* **REQUIRED ACTION**
From the first line of the data below, copy each line up to the one containing "String, status: String", and include that line too.
++++ DATA RECORDS ++++
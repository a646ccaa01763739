//! Error family shared by every pipeline component.
//!
//! Each variant is a distinct failure kind. None of them is recovered from
//! locally: the orchestrator aborts the run on the first one it sees and the
//! caller re-invokes the process once the underlying condition is fixed.

use std::io;
use std::path::PathBuf;

use thiserror::Error;

/// Result alias used throughout the library.
pub type Result<T, E = ComposeError> = std::result::Result<T, E>;

#[derive(Debug, Error)]
pub enum ComposeError {
    /// An external tool exited with a non-zero status (or was killed).
    #[error("{command} failed (exit {}): {}", .code.map_or_else(|| "signal".to_string(), |c| c.to_string()), summarize(.stderr, .stdout))]
    Subprocess {
        command: String,
        code: Option<i32>,
        stdout: String,
        stderr: String,
    },

    /// Tool output was missing an expected marker, repeated one, or carried a
    /// value that failed its sanity check.
    #[error("cannot parse {source_name}: {message}")]
    Parse {
        source_name: String,
        message: String,
    },

    /// The number of candidates differs from the number required (usually one).
    #[error("expected {expected} {what}, found {}: [{}]", .found.len(), .found.join(", "))]
    AmbiguousArtifact {
        what: String,
        expected: usize,
        found: Vec<String>,
    },

    /// The disk image violates the partition layout contract.
    #[error("invalid disk image: {0}")]
    InvalidImage(String),

    /// The remote job ended in a non-success state, or the API refused a request.
    #[error("compose {job_id} failed: {status}")]
    RemoteJob { job_id: String, status: String },

    /// A required checkpoint artifact, archive member or configuration file is missing.
    #[error("not found: {0}")]
    NotFound(String),

    #[error("invalid configuration {}: {message}", .path.display())]
    Config { path: PathBuf, message: String },

    #[error("{context}: {source}")]
    Io {
        context: String,
        #[source]
        source: io::Error,
    },

    #[error("HTTP request to {url} failed: {source}")]
    Http {
        url: String,
        #[source]
        source: reqwest::Error,
    },

    #[error("malformed JSON from {context}: {source}")]
    Json {
        context: String,
        #[source]
        source: serde_json::Error,
    },
}

impl ComposeError {
    pub fn parse(source_name: impl Into<String>, message: impl Into<String>) -> Self {
        Self::Parse {
            source_name: source_name.into(),
            message: message.into(),
        }
    }

    /// Zero or several candidates where exactly one was required.
    pub fn ambiguous(what: impl Into<String>, found: Vec<String>) -> Self {
        Self::count_mismatch(what, 1, found)
    }

    pub fn count_mismatch(what: impl Into<String>, expected: usize, found: Vec<String>) -> Self {
        Self::AmbiguousArtifact {
            what: what.into(),
            expected,
            found,
        }
    }
}

/// Attach a human-readable context to `io::Error`s, in the spirit of
/// `anyhow::Context` but producing a typed [`ComposeError::Io`].
pub trait IoContext<T> {
    fn io_context<C, F>(self, f: F) -> Result<T>
    where
        C: Into<String>,
        F: FnOnce() -> C;
}

impl<T> IoContext<T> for std::result::Result<T, io::Error> {
    fn io_context<C, F>(self, f: F) -> Result<T>
    where
        C: Into<String>,
        F: FnOnce() -> C,
    {
        self.map_err(|source| ComposeError::Io {
            context: f().into(),
            source,
        })
    }
}

fn summarize(stderr: &str, stdout: &str) -> String {
    let text = if stderr.trim().is_empty() { stdout } else { stderr };
    let text = text.trim();
    if text.is_empty() {
        "(no output)".to_string()
    } else {
        text.to_string()
    }
}

#[cfg(test)]
mod tests {
    use super::*;

    #[test]
    fn subprocess_message_prefers_stderr() {
        let err = ComposeError::Subprocess {
            command: "veritysetup format".into(),
            code: Some(1),
            stdout: "ignored".into(),
            stderr: "Device root.img is too small.\n".into(),
        };
        assert_eq!(
            err.to_string(),
            "veritysetup format failed (exit 1): Device root.img is too small."
        );
    }

    #[test]
    fn subprocess_message_without_exit_code() {
        let err = ComposeError::Subprocess {
            command: "objcopy".into(),
            code: None,
            stdout: String::new(),
            stderr: String::new(),
        };
        assert_eq!(err.to_string(), "objcopy failed (exit signal): (no output)");
    }

    #[test]
    fn ambiguous_lists_candidates() {
        let err = ComposeError::ambiguous(
            "kernel image",
            vec!["vmlinuz-6.8.5".into(), "vmlinuz-6.9.1".into()],
        );
        assert_eq!(
            err.to_string(),
            "expected 1 kernel image, found 2: [vmlinuz-6.8.5, vmlinuz-6.9.1]"
        );
    }
}
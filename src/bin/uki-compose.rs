use std::fs;
use std::path::{Path, PathBuf};

use anyhow::{bail, Context, Result};
use clap::{Parser, Subcommand};
use tracing_subscriber::EnvFilter;

use uki_compose::assemble::BootCommandLine;
use uki_compose::checkpoint::manifest;
use uki_compose::config::{default_config_path, load_config, ComposeConfig};
use uki_compose::extract::GuestfishBackend;
use uki_compose::pipeline::{ComposeContext, ComposeRun, LogObserver, Pipeline};
use uki_compose::preflight::{check_required_tools, required_tools};
use uki_compose::remote::WeldrClient;
use uki_compose::{Artifact, CheckpointStore};

#[derive(Parser)]
#[command(name = "uki-compose")]
#[command(about = "Compose a verity-protected unified kernel image from an image-builder blueprint")]
struct Cli {
    /// More log output (-v debug, -vv trace). RUST_LOG takes precedence.
    #[arg(short, long, action = clap::ArgAction::Count, global = true)]
    verbose: u8,

    #[command(subcommand)]
    command: Commands,
}

#[derive(Subcommand)]
enum Commands {
    /// Run (or resume) the compose pipeline
    Compose {
        /// Working directory holding the checkpoints
        #[arg(long)]
        workdir: PathBuf,

        /// Image version, stamped into the blueprint and os-release
        #[arg(long = "version", value_name = "VERSION")]
        image_version: String,

        /// Debug kernel command line (rescue shell, long timeouts)
        #[arg(long)]
        debug: bool,

        /// Boot the result in QEMU after assembling it
        #[arg(long)]
        boot_test: bool,

        /// Config file (default: <config dir>/uki-compose/compose.toml)
        #[arg(long)]
        config: Option<PathBuf>,
    },
    /// Show which checkpoints a working directory holds
    Status {
        #[arg(long)]
        workdir: PathBuf,
    },
    /// Print the kernel command line for a verity UUID and root hash
    Cmdline {
        #[arg(long)]
        uuid: String,

        #[arg(long)]
        root_hash: String,

        #[arg(long)]
        debug: bool,
    },
    /// Check that every host tool a run needs is installed
    Preflight {
        #[arg(long)]
        config: Option<PathBuf>,

        /// Include the boot test tools
        #[arg(long)]
        boot_test: bool,
    },
}

fn main() -> Result<()> {
    let cli = Cli::parse();
    init_logging(cli.verbose);

    match cli.command {
        Commands::Compose {
            workdir,
            image_version,
            debug,
            boot_test,
            config,
        } => compose(workdir, image_version, debug, boot_test, config.as_deref()),
        Commands::Status { workdir } => status(&workdir),
        Commands::Cmdline {
            uuid,
            root_hash,
            debug,
        } => {
            let line = BootCommandLine::new(&uuid, &root_hash, debug)
                .context("building kernel command line")?;
            println!("{line}");
            Ok(())
        }
        Commands::Preflight { config, boot_test } => {
            let config = config_from(config.as_deref())?;
            let boot_test = boot_test || config.test.enabled;
            check_required_tools(&required_tools(&config, boot_test))
                .context("preflight failed")?;
            println!("All required host tools are installed.");
            Ok(())
        }
    }
}

fn init_logging(verbose: u8) {
    let default = match verbose {
        0 => "info",
        1 => "debug",
        _ => "trace",
    };
    let filter = EnvFilter::try_from_default_env().unwrap_or_else(|_| EnvFilter::new(default));
    tracing_subscriber::fmt()
        .with_env_filter(filter)
        .with_target(false)
        .init();
}

fn config_from(path: Option<&Path>) -> Result<ComposeConfig> {
    let path = match path {
        Some(path) => path.to_path_buf(),
        None => default_config_path()
            .context("no config directory on this platform; pass --config")?,
    };
    load_config(&path).with_context(|| format!("loading config '{}'", path.display()))
}

fn compose(
    workdir: PathBuf,
    version: String,
    debug: bool,
    boot_test: bool,
    config: Option<&Path>,
) -> Result<()> {
    if version.trim().is_empty() {
        bail!("--version must not be empty");
    }
    let config = config_from(config)?;
    let boot_test = boot_test || config.test.enabled;
    check_required_tools(&required_tools(&config, boot_test)).context("preflight failed")?;

    let store = CheckpointStore::open(&workdir)
        .with_context(|| format!("opening working directory '{}'", workdir.display()))?;
    let service = WeldrClient::new(&config.service.base_url)
        .with_context(|| format!("connecting to '{}'", config.service.base_url))?;
    let disks = GuestfishBackend::new(&config.tools.guestfish);
    let run = ComposeRun {
        workdir,
        version,
        debug,
    };
    let ctx = ComposeContext {
        run: &run,
        config: &config,
        store: &store,
        service: &service,
        disks: &disks,
        poll_interval: None,
    };

    let summary = Pipeline::standard(boot_test)
        .run(&ctx, &mut LogObserver)
        .with_context(|| format!("composing in '{}'", run.workdir.display()))?;

    println!(
        "[compose] {} phase(s) run, {} resumed; boot executable at {}",
        summary.ran.len(),
        summary.resumed.len(),
        store.path(Artifact::BootExecutable).display()
    );
    Ok(())
}

/// Reads the directory without taking the store lock, so it works while a
/// compose is running.
fn status(workdir: &Path) -> Result<()> {
    if !workdir.is_dir() {
        bail!("'{}' is not a directory", workdir.display());
    }
    for artifact in Artifact::ALL {
        let path = workdir.join(artifact.file_name());
        match fs::metadata(&path) {
            Ok(meta) if meta.is_file() => {
                println!("  committed  {:<14} {:>12} bytes", artifact.file_name(), meta.len())
            }
            _ => println!("  missing    {}", artifact.file_name()),
        }
    }

    match manifest::load_manifest(workdir).context("reading run manifest")? {
        Some(m) => println!(
            "last run: version {} ({}), {} at {}",
            m.version,
            if m.debug { "debug" } else { "production" },
            m.status,
            m.finished_at_utc.as_deref().unwrap_or(&m.created_at_utc)
        ),
        None => println!("no completed run recorded"),
    }
    Ok(())
}
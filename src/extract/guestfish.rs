//! [`VirtualDiskReader`] over `guestfish` in remote-control mode.
//!
//! `guestfish --listen` starts a daemon holding the appliance and prints
//! its pid; every further command is a short `guestfish --remote=PID`
//! invocation. The appliance boots once per image instead of once per
//! command.
//!
//! The daemon keeps the stderr of the `--listen` invocation open for its
//! whole life, so that stderr goes to `<image>.guestfish.log` rather than a
//! pipe.

use std::path::Path;

use tracing::{debug, warn};

use super::{VirtualDiskBackend, VirtualDiskReader};
use crate::error::{ComposeError, Result};
use crate::process::{Cmd, CmdResult};

const PID_VAR: &str = "GUESTFISH_PID=";

/// Attaches images with the `guestfish` found at `program`.
#[derive(Debug, Clone)]
pub struct GuestfishBackend {
    program: String,
}

impl GuestfishBackend {
    pub fn new(program: &str) -> Self {
        Self {
            program: program.to_string(),
        }
    }
}

impl VirtualDiskBackend for GuestfishBackend {
    fn attach(&self, image: &Path) -> Result<Box<dyn VirtualDiskReader>> {
        Ok(Box::new(Guestfish::launch(&self.program, image)?))
    }
}

/// A running guestfish daemon with one image attached read-only.
///
/// The daemon is told to exit when this is dropped.
#[derive(Debug)]
pub struct Guestfish {
    program: String,
    pid: u32,
}

impl Guestfish {
    pub fn launch(program: &str, image: &Path) -> Result<Self> {
        let listen = Cmd::new(program)
            .args(["--listen", "--ro", "-a"])
            .arg_path(image)
            .stderr_file(&image.with_extension("guestfish.log"))
            .error_msg("guestfish --listen failed")
            .run()?;
        let pid = parse_listen_pid(&listen.stdout)?;
        debug!(pid, image = %image.display(), "guestfish daemon started");

        let fish = Self {
            program: program.to_string(),
            pid,
        };
        fish.remote(&["run"])?;
        Ok(fish)
    }

    fn command(&self) -> Cmd {
        Cmd::new(&self.program)
            .arg(format!("--remote={}", self.pid))
            .arg("--")
    }

    fn remote(&self, args: &[&str]) -> Result<CmdResult> {
        self.command().args(args).run()
    }

    fn lines(&self, args: &[&str]) -> Result<Vec<String>> {
        let output = self.remote(args)?;
        Ok(output
            .stdout
            .lines()
            .map(str::trim)
            .filter(|l| !l.is_empty())
            .map(str::to_string)
            .collect())
    }
}

impl VirtualDiskReader for Guestfish {
    fn inspect_os(&mut self) -> Result<Vec<String>> {
        self.lines(&["inspect-os"])
    }

    fn list_partitions(&mut self) -> Result<Vec<String>> {
        self.lines(&["list-partitions"])
    }

    fn vfs_type(&mut self, device: &str) -> Result<String> {
        Ok(self.remote(&["vfs-type", device])?.stdout.trim().to_string())
    }

    fn mount_ro(&mut self, device: &str, mountpoint: &str) -> Result<()> {
        self.remote(&["mount-ro", device, mountpoint])?;
        Ok(())
    }

    fn list_dir(&mut self, dir: &str) -> Result<Vec<String>> {
        self.lines(&["ls", dir])
    }

    fn download(&mut self, remote: &str, local: &Path) -> Result<()> {
        self.command()
            .args(["download", remote])
            .arg_path(local)
            .run()?;
        Ok(())
    }

    fn umount_all(&mut self) -> Result<()> {
        self.remote(&["umount-all"])?;
        Ok(())
    }
}

impl Drop for Guestfish {
    fn drop(&mut self) {
        if let Err(e) = self.remote(&["exit"]) {
            warn!(pid = self.pid, error = %e, "guestfish daemon did not exit cleanly");
        }
    }
}

/// Pid from `GUESTFISH_PID=1234; export GUESTFISH_PID`.
fn parse_listen_pid(stdout: &str) -> Result<u32> {
    let value = stdout
        .split(|c: char| c == ';' || c.is_whitespace())
        .find_map(|token| token.strip_prefix(PID_VAR))
        .ok_or_else(|| ComposeError::parse("guestfish --listen output", "no GUESTFISH_PID"))?;
    value.parse().map_err(|_| {
        ComposeError::parse(
            "guestfish --listen output",
            format!("GUESTFISH_PID '{value}' is not a pid"),
        )
    })
}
++++
* **RESPONSE BELOW**
repository a646ccaa01763739
//! Error family shared by every pipeline component.
//!
//! Each variant is a distinct failure kind. None of them is recovered from
//! locally: the orchestrator aborts the run on the first one it sees and the
//! caller re-invokes the process once the underlying condition is fixed.

use std::io;
use std::path::PathBuf;

use thiserror::Error;

/// Result alias used throughout the library.
pub type Result<T, E = ComposeError> = std::result::Result<T, E>;

#[derive(Debug, Error)]
pub enum ComposeError {
    /// An external tool exited with a non-zero status (or was killed).
    #[error("{command} failed (exit {}): {}", .code.map_or_else(|| "signal".to_string(), |c| c.to_string()), summarize(.stderr, .stdout))]
    Subprocess {
        command: String,
        code: Option<i32>,
        stdout: String,
        stderr: String,
    },

    /// Tool output was missing an expected marker, repeated one, or carried a
    /// value that failed its sanity check.
    #[error("cannot parse {source_name}: {message}")]
    Parse {
        source_name: String,
        message: String,
    },

    /// The number of candidates differs from the number required (usually one).
    #[error("expected {expected} {what}, found {}: [{}]", .found.len(), .found.join(", "))]
    AmbiguousArtifact {
        what: String,
        expected: usize,
        found: Vec<String>,
    },

    /// The disk image violates the partition layout contract.
    #[error("invalid disk image: {0}")]
    InvalidImage(String),

    /// The remote job ended in a non-success state, or the API refused a request.
    #[error("compose {job_id} failed: {status}")]
    RemoteJob { job_id: String, status: String },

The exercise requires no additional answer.